Por José Carlos da Cruz
Psicólogo – psicologia analítica (Jung), Professor
A cosmovisão é mais do que uma concepção de mundo, tem a ver com a maneira que o consideramos, ou seja, como me coloco no mundo e como o coloco em mim.
É questão de atitude, pensando no proposito da coluna, é atitude consciente em relação ao mundo.
Podemos ter uma cosmovisão para diferentes segmentos, quando se trata da humanidade, desde o conceito sobre família, pois é o primeiro núcleo social do qual participamos, e vai até onde a imaginação puder chegar.
O que diferencia um ser do outro no mundo é atitude em relação a ele, alguns vão desenvolver uma atitude reprimida, ficarão na subserviência, mesmo detestando este lugar; já outros, vão adotar uma atitude ativa, consciente, do que, do porquê e para o que faz, o que faz; mesmo que ocupem um lugar de colaborador.
Quando se fala de atitude em relação a cosmovisão, trata-se da atitude psíquica, que é “um conceito psicológico que designa uma constelação especial de conteúdos psíquicos, orientada para um fim ou dirigida por uma ideia-mestra”; o que significa, ter um pensamento que consiste em ideias finalistas e impulsos para agir.
A atitude psíquica é análoga ao estado de espírito, pode mudar de tempos em tempos, está sujeita as influências, desde o primeiro núcleo social, até o mais complexo dos conhecidos e reconhecidos; as experiencias vividas, vão ditar o impacto do mundo sobre o ser e do ser no mundo.
Nestas condições a posição adotada diante do estímulo que surpreende é sempre consciente; a ação ou reação, quando desenvolvida uma atitude ativa, deixa de ser automática e inconsciente.
Fatores psíquico ditam as ações e reações, deixa-se o lugar simplista da inteligência emocional, para o lugar complexo da sabedoria; as nuances da vida, num mundo, onde a ideia é egóica, terão menor impacto negativo, pois ainda que ande no vale da sombra e da morte, entende que é um estado passageiro, adapta-se a partir das suas crenças e conscientemente se dispõe a superar estrategicamente a nova condição.
Para o senso comum, a ideia seria, que não há tempo ruim para quem tem uma atitude ativa, ou seja, para quem consegue enxergar o mundo além do que os olhos podem ver.
A ideia da cosmovisão está limitada ao que se vê, mas quando a pessoa sai deste lugar, sem ignorá-la, o mundo toma outro significado, porque há uma atitude mediante ao que foi visto; este torna-se protagonista da sua própria existência, sendo capaz de escolher entre viver ou morrer, onde sabiamente, escolhe viver o melhor do melhor e com isso, tem uma boa vida, mesmo que em meio ao turbilhão de acontecimentos ou situações desfavoráveis.

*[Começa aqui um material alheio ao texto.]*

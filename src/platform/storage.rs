//! Origin-scoped key-value storage
//!
//! Provides the synchronous string storage used by persistent state. Two
//! implementations are available: an in-memory store with an optional byte
//! quota, and a file-backed store that keeps one JSON document per origin in
//! an XDG-compliant data directory.

use std::collections::{BTreeMap, HashMap};
use std::fs;
use std::io;
use std::path::PathBuf;

use directories::ProjectDirs;
use parking_lot::Mutex;
use thiserror::Error;

/// Errors that can occur when reading or writing storage
#[derive(Debug, Error)]
pub enum StorageError {
    /// Underlying file access failed
    #[error("Storage I/O failed: {0}")]
    Io(#[from] io::Error),

    /// Stored document could not be parsed
    #[error("Storage is corrupt: {0}")]
    Corrupt(String),

    /// Writing the value would exceed the storage quota
    #[error("Quota exceeded writing key '{key}': {needed} bytes needed, {quota} allowed")]
    QuotaExceeded {
        key: String,
        needed: usize,
        quota: usize,
    },

    /// Storage access is not permitted or the location is unusable
    #[error("Storage unavailable: {0}")]
    Unavailable(String),
}

/// Synchronous string key-value storage scoped to a single origin
pub trait Storage: Send + Sync {
    /// Returns the value stored under `key`, if any
    fn get_item(&self, key: &str) -> Result<Option<String>, StorageError>;

    /// Stores `value` under `key`, replacing any existing value
    fn set_item(&self, key: &str, value: &str) -> Result<(), StorageError>;

    /// Removes the value stored under `key`
    fn remove_item(&self, key: &str) -> Result<(), StorageError>;
}

/// In-memory storage, optionally limited to a total number of bytes
#[derive(Debug, Default)]
pub struct MemoryStorage {
    items: Mutex<HashMap<String, String>>,
    quota: Option<usize>,
}

impl MemoryStorage {
    /// Creates an empty, unlimited store
    pub fn new() -> Self {
        Self::default()
    }

    /// Creates an empty store that rejects writes beyond `quota` bytes
    ///
    /// Keys and values both count towards the quota.
    pub fn with_quota(quota: usize) -> Self {
        Self {
            items: Mutex::new(HashMap::new()),
            quota: Some(quota),
        }
    }

    /// Number of stored keys
    pub fn len(&self) -> usize {
        self.items.lock().len()
    }

    /// Whether the store is empty
    pub fn is_empty(&self) -> bool {
        self.items.lock().is_empty()
    }
}

impl Storage for MemoryStorage {
    fn get_item(&self, key: &str) -> Result<Option<String>, StorageError> {
        Ok(self.items.lock().get(key).cloned())
    }

    fn set_item(&self, key: &str, value: &str) -> Result<(), StorageError> {
        let mut items = self.items.lock();

        if let Some(quota) = self.quota {
            let others: usize = items
                .iter()
                .filter(|(k, _)| k.as_str() != key)
                .map(|(k, v)| k.len() + v.len())
                .sum();
            let needed = others + key.len() + value.len();
            if needed > quota {
                return Err(StorageError::QuotaExceeded {
                    key: key.to_string(),
                    needed,
                    quota,
                });
            }
        }

        items.insert(key.to_string(), value.to_string());
        Ok(())
    }

    fn remove_item(&self, key: &str) -> Result<(), StorageError> {
        self.items.lock().remove(key);
        Ok(())
    }
}

/// File-backed storage holding one JSON document per origin
///
/// Documents live in the XDG data directory (`~/.local/share/frontkit/` on
/// Linux). Every operation reads the document from disk, so several
/// `FileStorage` instances for the same origin observe each other's writes.
#[derive(Debug)]
pub struct FileStorage {
    /// Directory where origin documents are stored
    data_dir: PathBuf,
    /// Origin this store is scoped to
    origin: String,
    /// Serializes read-modify-write cycles within this process
    write_lock: Mutex<()>,
}

impl FileStorage {
    /// Creates storage for `origin` in the XDG-compliant data directory
    ///
    /// # Arguments
    /// * `origin` - Origin the stored values belong to, e.g. `https://example.com`
    ///
    /// # Returns
    /// * `Some(FileStorage)` rooted at the platform data directory, created on
    ///   the first write
    /// * `None` if the data directory cannot be determined (e.g., no home
    ///   directory)
    pub fn new(origin: impl Into<String>) -> Option<Self> {
        let project_dirs = ProjectDirs::from("", "", "frontkit")?;
        let data_dir = project_dirs.data_dir().to_path_buf();
        Some(Self::with_dir(data_dir, origin))
    }

    /// Creates storage for `origin` in a custom directory
    ///
    /// Useful for testing or when a specific storage location is needed.
    pub fn with_dir(data_dir: PathBuf, origin: impl Into<String>) -> Self {
        Self {
            data_dir,
            origin: origin.into(),
            write_lock: Mutex::new(()),
        }
    }

    /// Returns the origin this store is scoped to
    pub fn origin(&self) -> &str {
        &self.origin
    }

    /// Returns the path of the origin's document
    pub fn document_path(&self) -> PathBuf {
        self.data_dir.join(format!("{}.json", origin_slug(&self.origin)))
    }

    /// Reads the origin document, treating a missing file as empty
    fn read_document(&self) -> Result<BTreeMap<String, String>, StorageError> {
        let path = self.document_path();
        if !path.exists() {
            return Ok(BTreeMap::new());
        }

        let content = fs::read_to_string(&path).map_err(|e| self.access_error(e))?;
        serde_json::from_str(&content)
            .map_err(|e| StorageError::Corrupt(format!("{}: {}", path.display(), e)))
    }

    /// Writes the origin document, creating the directory if missing
    fn write_document(&self, document: &BTreeMap<String, String>) -> Result<(), StorageError> {
        if self.data_dir.exists() && !self.data_dir.is_dir() {
            return Err(StorageError::Unavailable(format!(
                "{} is not a directory",
                self.data_dir.display()
            )));
        }
        fs::create_dir_all(&self.data_dir).map_err(|e| self.access_error(e))?;

        let json = serde_json::to_string_pretty(document)
            .map_err(|e| StorageError::Corrupt(e.to_string()))?;

        fs::write(self.document_path(), json).map_err(|e| self.access_error(e))?;
        Ok(())
    }

    /// Maps permission failures to [`StorageError::Unavailable`]
    fn access_error(&self, e: io::Error) -> StorageError {
        match e.kind() {
            io::ErrorKind::PermissionDenied => StorageError::Unavailable(format!(
                "{}: {}",
                self.data_dir.display(),
                e
            )),
            _ => StorageError::Io(e),
        }
    }
}

impl Storage for FileStorage {
    fn get_item(&self, key: &str) -> Result<Option<String>, StorageError> {
        Ok(self.read_document()?.remove(key))
    }

    fn set_item(&self, key: &str, value: &str) -> Result<(), StorageError> {
        let _guard = self.write_lock.lock();
        let mut document = self.read_document()?;
        document.insert(key.to_string(), value.to_string());
        self.write_document(&document)
    }

    fn remove_item(&self, key: &str) -> Result<(), StorageError> {
        let _guard = self.write_lock.lock();
        let mut document = self.read_document()?;
        if document.remove(key).is_some() {
            self.write_document(&document)?;
        }
        Ok(())
    }
}

/// Maps an origin such as `https://example.com:8080` to a file-name-safe slug
fn origin_slug(origin: &str) -> String {
    origin
        .chars()
        .map(|c| if c.is_ascii_alphanumeric() || c == '-' || c == '.' { c } else { '_' })
        .collect()
}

Para Jung, “a relação do homem para com o mundo: é em luta constante com seu meio ambiente, na vanguarda, a luta pela existência, e na retaguarda, a luta contra a natureza rebelde de seus próprios instintos”.
Portanto, é preciso estar em contínuo desenvolvimento; até porque, esta luta é constante, pois somos seres, queira ou não, em movimento, es estamos num mundo em movimento, a cada dia experimenta-se o cansaço e a bonança, por isso, na cosmovisão a atitude vai ser o diferencial entre o mal e o bem-estar.